• Data for this exercise:
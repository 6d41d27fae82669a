// SPDX-License-Identifier: MPL-2.0
// This Source Code Form is subject to the terms of the Mozilla Public
// License, v. 2.0. If a copy of the MPL was not distributed with this
// file, You can obtain one at https://mozilla.org/MPL/2.0/.

//! Rendering contract of the panel.
//!
//! [`PanelView`] is a plain description of what a panel shows for a given
//! [`UiState`] and [`Reading`]. Front-ends draw it however they like; its
//! [`Display`](fmt::Display) impl gives a plain-text rendering.
//!
//! | Phase | Trigger | Recommendation area |
//! |-------|---------|---------------------|
//! | Idle | enabled | placeholder text |
//! | Loading | busy, disabled | unchanged |
//! | Settled (success) | enabled | `<n> min` and a sentence |
//! | Settled (failure) | enabled | error message |

use std::fmt;

use crate::reading::Reading;
use crate::response::CalculationOutcome;
use crate::state::UiState;

/// Panel heading.
pub const TITLE: &str = "Smart Soil Irrigation Controller";

/// Text shown before the first calculation.
pub const PLACEHOLDER: &str =
    "Enter your soil conditions and click calculate to get a recommendation.";

/// Label of the idle trigger.
pub const TRIGGER_LABEL: &str = "Calculate Watering Time";

/// Label of the trigger while a calculation is in flight.
pub const TRIGGER_BUSY_LABEL: &str = "Calculating...";

const RECOMMENDATION_HEADLINE: &str = "Recommended Watering Time";

/// Selectable "How It Works" tab.
#[derive(Debug, Clone, Copy, Default, PartialEq, Eq, Hash)]
pub enum InfoTab {
    /// What the system does.
    #[default]
    Overview,
    /// How the recommendation is derived.
    Algorithm,
}

impl InfoTab {
    /// Returns the tab's label.
    #[must_use]
    pub fn label(self) -> &'static str {
        match self {
            Self::Overview => "Overview",
            Self::Algorithm => "Algorithm",
        }
    }

    /// Returns the tab's body text.
    #[must_use]
    pub fn text(self) -> &'static str {
        match self {
            Self::Overview => {
                "Our smart irrigation system uses environmental data to determine optimal \
                 watering times, conserving water while keeping your plants healthy. The system \
                 considers soil moisture, temperature, and sunlight intensity to make \
                 intelligent watering decisions."
            }
            Self::Algorithm => {
                "The system uses fuzzy logic to process multiple environmental factors and \
                 determine the ideal watering duration based on expert-defined rules and \
                 relationships."
            }
        }
    }
}

/// One labelled input control.
#[derive(Debug, Clone, PartialEq)]
pub struct InputView {
    /// Control label.
    pub label: &'static str,
    /// Short explanation of the value.
    pub hint: &'static str,
    /// Current value with its unit, e.g. `"20°C"`.
    pub value: String,
}

/// The calculate trigger.
#[derive(Debug, Clone, Copy, PartialEq, Eq)]
pub struct TriggerView {
    /// Text on the trigger.
    pub label: &'static str,
    /// Whether the trigger accepts input.
    pub enabled: bool,
    /// Whether a busy indicator is shown.
    pub busy: bool,
}

/// Content of the recommendation area.
#[derive(Debug, Clone, PartialEq, Eq)]
pub enum RecommendationView {
    /// Nothing calculated yet.
    Placeholder(&'static str),
    /// A watering time, rounded to whole minutes.
    Recommendation {
        /// Whole minutes to water.
        minutes: i64,
    },
    /// The reason the latest calculation failed.
    Error(String),
}

impl RecommendationView {
    /// Builds the recommendation area for the latest outcome.
    #[must_use]
    pub fn from_outcome(outcome: Option<&CalculationOutcome>) -> Self {
        match outcome {
            None => Self::Placeholder(PLACEHOLDER),
            Some(CalculationOutcome::Success {
                watering_time_minutes,
            }) => Self::Recommendation {
                minutes: whole_minutes(*watering_time_minutes),
            },
            Some(CalculationOutcome::Failure { reason }) => Self::Error(reason.clone()),
        }
    }

    /// Returns the large value line, e.g. `"15 min"`.
    #[must_use]
    pub fn value_text(&self) -> Option<String> {
        match self {
            Self::Recommendation { minutes } => Some(format!("{minutes} min")),
            _ => None,
        }
    }

    /// Returns the descriptive sentence under the value.
    #[must_use]
    pub fn sentence(&self) -> Option<String> {
        match self {
            Self::Recommendation { minutes } => Some(format!(
                "Water your plants for {minutes} minutes based on current conditions."
            )),
            _ => None,
        }
    }
}

/// Rounds half away from zero, saturating at the `i64` bounds.
#[allow(clippy::cast_possible_truncation)]
fn whole_minutes(minutes: f64) -> i64 {
    minutes.round() as i64
}

/// Everything a panel displays.
#[derive(Debug, Clone, PartialEq)]
pub struct PanelView {
    /// Soil moisture, temperature and sunlight controls.
    pub inputs: [InputView; 3],
    /// The calculate trigger.
    pub trigger: TriggerView,
    /// The recommendation area.
    pub recommendation: RecommendationView,
    /// The selected information tab.
    pub info_tab: InfoTab,
}

impl PanelView {
    /// Renders `state` and `reading`.
    #[must_use]
    pub fn render(state: &UiState, reading: &Reading, info_tab: InfoTab) -> Self {
        let busy = state.is_loading();
        Self {
            inputs: [
                InputView {
                    label: "Soil Moisture",
                    hint: "Measure of soil water content",
                    value: reading.soil_moisture.to_string(),
                },
                InputView {
                    label: "Temperature",
                    hint: "Current ambient temperature",
                    value: reading.temperature.to_string(),
                },
                InputView {
                    label: "Sunlight Intensity",
                    hint: "Current sunlight level",
                    value: reading.sunlight.to_string(),
                },
            ],
            trigger: TriggerView {
                label: if busy { TRIGGER_BUSY_LABEL } else { TRIGGER_LABEL },
                enabled: !busy,
                busy,
            },
            recommendation: RecommendationView::from_outcome(state.last_outcome()),
            info_tab,
        }
    }
}

impl fmt::Display for PanelView {
    fn fmt(&self, f: &mut fmt::Formatter<'_>) -> fmt::Result {
        writeln!(f, "{TITLE}")?;
        writeln!(f)?;
        writeln!(f, "Soil Conditions")?;
        for input in &self.inputs {
            writeln!(f, "  {:<20}{:>8}", input.label, input.value)?;
        }
        let marker = if self.trigger.enabled { "" } else { " (disabled)" };
        writeln!(f, "  [{}]{marker}", self.trigger.label)?;
        writeln!(f)?;

        writeln!(f, "Recommendation")?;
        match &self.recommendation {
            RecommendationView::Placeholder(text) => writeln!(f, "  {text}")?,
            RecommendationView::Recommendation { .. } => {
                writeln!(f, "  {RECOMMENDATION_HEADLINE}")?;
                if let Some(value) = self.recommendation.value_text() {
                    writeln!(f, "  {value}")?;
                }
                if let Some(sentence) = self.recommendation.sentence() {
                    writeln!(f, "  {sentence}")?;
                }
            }
            RecommendationView::Error(reason) => writeln!(f, "  Error: {reason}")?,
        }
        writeln!(f)?;

        writeln!(f, "How It Works [{}]", self.info_tab.label())?;
        write!(f, "  {}", self.info_tab.text())
    }
}

#[cfg(test)]
mod tests {
    use super::*;
    use crate::state::StateChange;

    fn settled(outcome: CalculationOutcome) -> UiState {
        let mut state = UiState::new();
        state.apply(&StateChange::Loading);
        state.apply(&StateChange::settled(outcome));
        state
    }

    #[test]
    fn idle_shows_placeholder() {
        let view = PanelView::render(&UiState::new(), &Reading::default(), InfoTab::Overview);
        assert_eq!(view.recommendation, RecommendationView::Placeholder(PLACEHOLDER));
        assert!(view.trigger.enabled);
        assert!(!view.trigger.busy);
        assert_eq!(view.trigger.label, TRIGGER_LABEL);
    }

    #[test]
    fn loading_disables_trigger_and_keeps_content() {
        let mut state = settled(CalculationOutcome::success(12.0));
        state.apply(&StateChange::Loading);

        let view = PanelView::render(&state, &Reading::default(), InfoTab::Overview);
        assert!(!view.trigger.enabled);
        assert!(view.trigger.busy);
        assert_eq!(
            view.recommendation,
            RecommendationView::Recommendation { minutes: 12 }
        );
    }

    #[test]
    fn first_loading_keeps_placeholder() {
        let mut state = UiState::new();
        state.apply(&StateChange::Loading);
        let view = PanelView::render(&state, &Reading::default(), InfoTab::Overview);
        assert_eq!(view.recommendation, RecommendationView::Placeholder(PLACEHOLDER));
    }

    #[test]
    fn success_shows_minutes_and_sentence() {
        let state = settled(CalculationOutcome::success(15.0));
        let view = PanelView::render(&state, &Reading::default(), InfoTab::Overview);

        assert_eq!(view.recommendation.value_text().as_deref(), Some("15 min"));
        assert_eq!(
            view.recommendation.sentence().as_deref(),
            Some("Water your plants for 15 minutes based on current conditions.")
        );
        let text = view.to_string();
        assert!(text.contains("Recommended Watering Time"));
        assert!(text.contains("15 min"));
    }

    #[test]
    fn fractional_minutes_round_half_away_from_zero() {
        assert_eq!(whole_minutes(14.4), 14);
        assert_eq!(whole_minutes(14.5), 15);
        assert_eq!(whole_minutes(0.0), 0);
    }

    #[test]
    fn whole_minutes_saturates() {
        assert_eq!(whole_minutes(f64::INFINITY), i64::MAX);
        assert_eq!(whole_minutes(f64::NEG_INFINITY), i64::MIN);
        assert_eq!(whole_minutes(1e300), i64::MAX);
    }

    #[test]
    fn failure_replaces_content_with_error() {
        let state = settled(CalculationOutcome::failure("Failed to calculate watering time"));
        let view = PanelView::render(&state, &Reading::default(), InfoTab::Overview);

        assert_eq!(
            view.recommendation,
            RecommendationView::Error("Failed to calculate watering time".to_string())
        );
        assert!(view.recommendation.value_text().is_none());
        assert!(
            view.to_string()
                .contains("Error: Failed to calculate watering time")
        );
    }

    #[test]
    fn inputs_show_units() {
        let reading = Reading::clamped(35.0, 41.0, 90.0);
        let view = PanelView::render(&UiState::new(), &reading, InfoTab::Overview);
        let values: Vec<_> = view.inputs.iter().map(|i| i.value.as_str()).collect();
        assert_eq!(values, ["35%", "40°C", "90%"]);
    }

    #[test]
    fn info_tab_text() {
        let view = PanelView::render(&UiState::new(), &Reading::default(), InfoTab::Algorithm);
        assert!(view.to_string().contains("fuzzy logic"));
        assert_eq!(InfoTab::default(), InfoTab::Overview);
    }
}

• To do:
When a line of the material holds the string "else", copy that line.

• Solved exercise:
                label: if busy { TRIGGER_BUSY_LABEL } else { TRIGGER_LABEL },
        let marker = if self.trigger.enabled { "" } else { " (disabled)" };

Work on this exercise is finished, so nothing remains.